Topics: school desegregation, civil rights, education policy, school integration

Summary

Background

For many years Mississippi operated separate public schools for white children and for Black children. On July 3, 1969 the Court of Appeals ordered new desegregation plans for 33 Mississippi school districts to accelerate integration. On August 28 the Court of Appeals suspended that order and moved the deadline to December 1, 1969 after the Department of Justice asked for a delay and the Secretary of Health, Education, and Welfare recommended postponement. Black plaintiffs in 14 of those districts asked Justice Black to lift the suspension and require immediate implementation.

Reasoning

Justice Black said the old phrase 'all deliberate speed' has been used to delay integration and that prior decisions make immediate action desirable.
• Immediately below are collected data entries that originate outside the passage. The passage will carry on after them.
//! Upload pipeline
//!
//! ```text
//! file ──▶ RowReader ──▶ transform + validate ──▶ batch ──▶ TableStore::insert_batch
//!                              │                              │
//!                              ▼                              ▼
//!                     "{reason} {col}='{raw}'        "{db message} at line N"
//!                          at line N"                   (duplicate key)
//! ```
//!
//! Invalid rows and batches rejected for a duplicate key are counted as
//! skipped and reported in [`UploadResult::errors`]. Every other failure
//! aborts the run.

use std::path::Path;
use tracing::{debug, error, info, warn};

use crate::config::Config;
use crate::database::{ConnectOptions, Database, TableStore};
use crate::error::{SchemaError, UploadError};
use crate::models::{Record, Row, SqlValue, UploadResult};
use crate::parser::RowReader;
use crate::transform::transform;
use crate::validation::validate;

/// Counters accumulated while a file is read
#[derive(Debug, Default)]
struct Tally {
    inserted: u64,
    skipped: u64,
    errors: Vec<String>,
}

/// Loads CSV files into the configured table of a [`TableStore`].
pub struct Uploader<S: TableStore = Database> {
    config: Config,
    store: S,
}

impl Uploader<Database> {
    /// Uploader over a real, not yet connected, database.
    pub fn with_database(config: Config) -> Self {
        Self::new(config, Database::new())
    }

    /// Close the underlying connection.
    pub async fn close(&mut self) -> Result<(), UploadError> {
        Ok(self.store.close().await?)
    }
}

impl<S: TableStore> Uploader<S> {
    pub fn new(config: Config, store: S) -> Self {
        Self { config, store }
    }

    pub fn config(&self) -> &Config {
        &self.config
    }

    pub fn store(&self) -> &S {
        &self.store
    }

    pub fn into_store(self) -> S {
        self.store
    }

    /// Upload one file.
    ///
    /// With `dry_run` every row is read, transformed and validated but
    /// nothing is inserted.
    pub async fn upload<P: AsRef<Path>>(
        &mut self,
        file: P,
        options: &ConnectOptions,
        dry_run: bool,
    ) -> Result<UploadResult, UploadError> {
        let path = file.as_ref();
        debug!(file = %path.display(), driver = %options.driver, dry_run, "Before upload");

        if !path.exists() {
            return Err(UploadError::FileNotFound(path.to_path_buf()));
        }

        self.connect(options).await?;

        if !self.store.table_exists(&self.config.table).await {
            error!(table = %self.config.table, "Table not exists");
            return Err(SchemaError::TableMissing(self.config.table.clone()).into());
        }

        let reader = RowReader::open(path, self.config.delimiter()?)?;
        info!(
            file = %path.display(),
            encoding = reader.encoding(),
            delimiter = %reader.delimiter(),
            columns = %reader.headers().join(", "),
            "Reading rows"
        );

        let batch_size = self.config.batch_size.max(1);
        let mut batch: Vec<Record> = Vec::with_capacity(batch_size);
        let mut tally = Tally::default();
        let mut processed = 0;
        let mut line = 0;

        for row in reader {
            let row = row?;
            processed = row.number;
            line = row.line;

            let record = match self.process_row(&row) {
                Ok(record) => record,
                Err(message) => {
                    tally.skipped += 1;
                    tally.errors.push(message);
                    continue;
                }
            };

            if dry_run {
                continue;
            }
            batch.push(record);
            if batch.len() >= batch_size {
                self.flush(&mut batch, line, &mut tally).await?;
            }
        }

        if !dry_run {
            self.flush(&mut batch, line, &mut tally).await?;
        }

        debug!(
            inserted = tally.inserted,
            processed,
            skipped = tally.skipped,
            "After upload"
        );

        Ok(UploadResult::new(tally.inserted, processed, tally.skipped, tally.errors))
    }

    /// Create the configured table. Fails when it already exists.
    pub async fn create_table(&mut self, options: &ConnectOptions) -> Result<(), UploadError> {
        self.connect(options).await?;

        let table = &self.config.table;
        if self.store.table_exists(table).await {
            error!(table = %table, "The table already exists");
            return Err(SchemaError::TableExists(table.clone()).into());
        }

        self.store.create_table(table, &self.config.columns).await?;
        info!(table = %table, columns = self.config.columns.len(), "Table created");
        Ok(())
    }

    async fn connect(&mut self, options: &ConnectOptions) -> Result<(), UploadError> {
        self.store.open(options).await.map_err(|err| {
            error!(error = %err, "Could not connect to the database");
            UploadError::from(err)
        })
    }

    /// Transform and validate each field in header order.
    ///
    /// Returns the record to insert, or the error line for the first
    /// invalid field.
    fn process_row(&self, row: &Row) -> Result<Record, String> {
        let mut record = Record::new();

        for (column, raw) in &row.fields {
            let Some(spec) = self.config.columns.get(column) else {
                record.push(column.as_str(), SqlValue::Text(raw.clone()));
                continue;
            };

            let value = transform(raw, &spec.transformer);

            if let Err(invalid) = validate(raw, &spec.validator) {
                warn!(
                    validator = invalid.validator,
                    column = %column,
                    value = %raw,
                    line = row.line,
                    error = %invalid,
                    "Invalid value, the row will be skipped"
                );
                return Err(format!("{} {}='{}' at line {}", invalid, column, raw, row.line));
            }

            record.push(column.as_str(), spec.column_type.convert(value));
        }

        Ok(record)
    }

    /// Insert the pending batch and clear it, whatever the outcome.
    async fn flush(&mut self, batch: &mut Vec<Record>, line: u64, tally: &mut Tally) -> Result<(), UploadError> {
        if batch.is_empty() {
            return Ok(());
        }

        let result = self.store.insert_batch(&self.config.table, batch).await;
        let size = batch.len() as u64;
        batch.clear();

        match result {
            Ok(()) => {
                tally.inserted += size;
                Ok(())
            }
            Err(err) if err.is_duplicate() => {
                let message = format!("{} at line {}", err, line);
                error!(rows = size, "Could not insert a batch: {}", message);
                tally.skipped += 1;
                tally.errors.push(message);
                Ok(())
            }
            Err(err) => Err(err.into()),
        }
    }
}
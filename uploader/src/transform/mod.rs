//! Transformer registry.
//!
//! Columns declare an ordered list of [`Transformer`]s; [`transform`] threads
//! a value through them. Names are resolved when the configuration is
//! deserialized, so an unknown transformer is a startup error and never a
//! per-row one.

pub mod operations;

pub use operations::{transformers_description, Transformer};

/// Apply each transformer in order, feeding the output of one into the next.
pub fn transform(value: &str, transformers: &[Transformer]) -> String {
    transformers
        .iter()
        .fold(value.to_string(), |acc, t| t.apply(&acc))
}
But when asked to grant special emergency relief he must respect what the whole Court might do and the factual findings below. The District Court and the Court of Appeals found as a fact that the time was too short and that administrative problems made immediate implementation impractical. Justice Black concluded he could not say those findings were unsupported, so he denied the request to vacate the suspension even while criticizing continued delay.

Real world impact

The decision leaves in place the postponement of the desegregation timetable, a delay that the parties acknowledge could push full integration back up to about a year. Black students in the affected districts remain in segregated schools for now. Justice Black urged the applicants to seek review by the full Court, noting his view that courts should no longer tolerate delay and that a future decision could require immediate desegregation.